Thanks. I'm sticking on the servicing advances. I guess, can you talk a little bit about the cost of those facilities, the advance rate on those facilities and to the extent that you needed to add more kind of how readily available kind of financing is, especially on the GSE collateral right now.

C
Chris Marshall
Vice Chairman and CFO

Good morning, Doug. It’s Chris. I think -- first of all, I think it's readily available. I think people view GSE advances as is very strong collateral. Advance rates tend to be in the range of 90% to 95% and the cost of those facilities -- and as I think we mentioned on the call, we just entered into a new facility of $875 million, the cost of that facility is LIBOR plus $875 million. So, again, I think, there's availability of financing for GSE advances. We've never had an issue with that in the past.
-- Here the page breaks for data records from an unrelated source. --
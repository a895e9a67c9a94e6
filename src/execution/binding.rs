//! Cache key construction and positional argument binding.

use std::fmt::Write as _;

use super::ResolvedParams;
use crate::catalog::ParameterDefinition;
use crate::value::ParamValue;

/// `query:<slug>` followed by `:<name>=<value>` for each resolved parameter,
/// in declaration order. Unresolved optional parameters are skipped.
///
/// `%`, `:` and `=` inside values are percent-escaped so a value cannot
/// imitate a further `:<name>=<value>` segment.
pub fn build_cache_key(
    slug: &str,
    params: &ResolvedParams,
    definitions: &[ParameterDefinition],
) -> String {
    let mut key = format!("query:{slug}");
    for def in definitions {
        if let Some(value) = params.get(&def.name) {
            let _ = write!(key, ":{}=", def.name);
            escape_into(&mut key, &value.to_string());
        }
    }
    key
}

fn escape_into(key: &mut String, value: &str) {
    for c in value.chars() {
        match c {
            '%' => key.push_str("%25"),
            ':' => key.push_str("%3A"),
            '=' => key.push_str("%3D"),
            _ => key.push(c),
        }
    }
}

/// Arguments for `$1..$n`, where `n` is the highest declared position.
///
/// Slot `position - 1` holds the parameter's value; unresolved parameters and
/// unused positions bind as NULL.
pub fn bind_arguments(
    params: &ResolvedParams,
    definitions: &[ParameterDefinition],
) -> Vec<Option<ParamValue>> {
    let len = definitions.iter().map(|d| d.position).max().unwrap_or(0);
    let mut args = vec![None; len];
    for def in definitions {
        if def.position == 0 {
            continue;
        }
        if let Some(value) = params.get(&def.name) {
            args[def.position - 1] = Some(value.clone());
        }
    }
    args
}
And I think more importantly though, looking out over our projections and, and looking at what eventual take-up rates can be, so far, our sizing has proved to be very conservative. The facility we just entered into will be more than sufficient to handle our peak needs.

D
Doug Harter
Credit Suisse

Thank you for that, Chris. I guess, along those lines and since prepays kind of factor into kind of the advanced needs, I guess, how were you thinking about kind of what the pacing of refinances are in the portfolio, kind of in the coming months, kind of given the -- kind of given the forbearance challenges, but combined with low rates. So, I mean, how are you thinking about that, or what's going on?

C
Chris Marshall
Vice Chairman and CFO

I mean, that's a $64,000 question. There's been some debate …

D
Doug Harter
Credit Suisse

That’s why I asked it.

C
Chris Marshall
Vice Chairman and CFO

Yeah, yeah. There was some question about what CPRs are going to be, clearly that factors not just in the prepayments but all -- and advances, but also into on the MSR mark. We think CPRs will remain high at least through the second quarter we're expecting them to. And clearly our originations activity is at record levels. So, we expect people to take advantage of the low rate environment. And we hope that continues through the year.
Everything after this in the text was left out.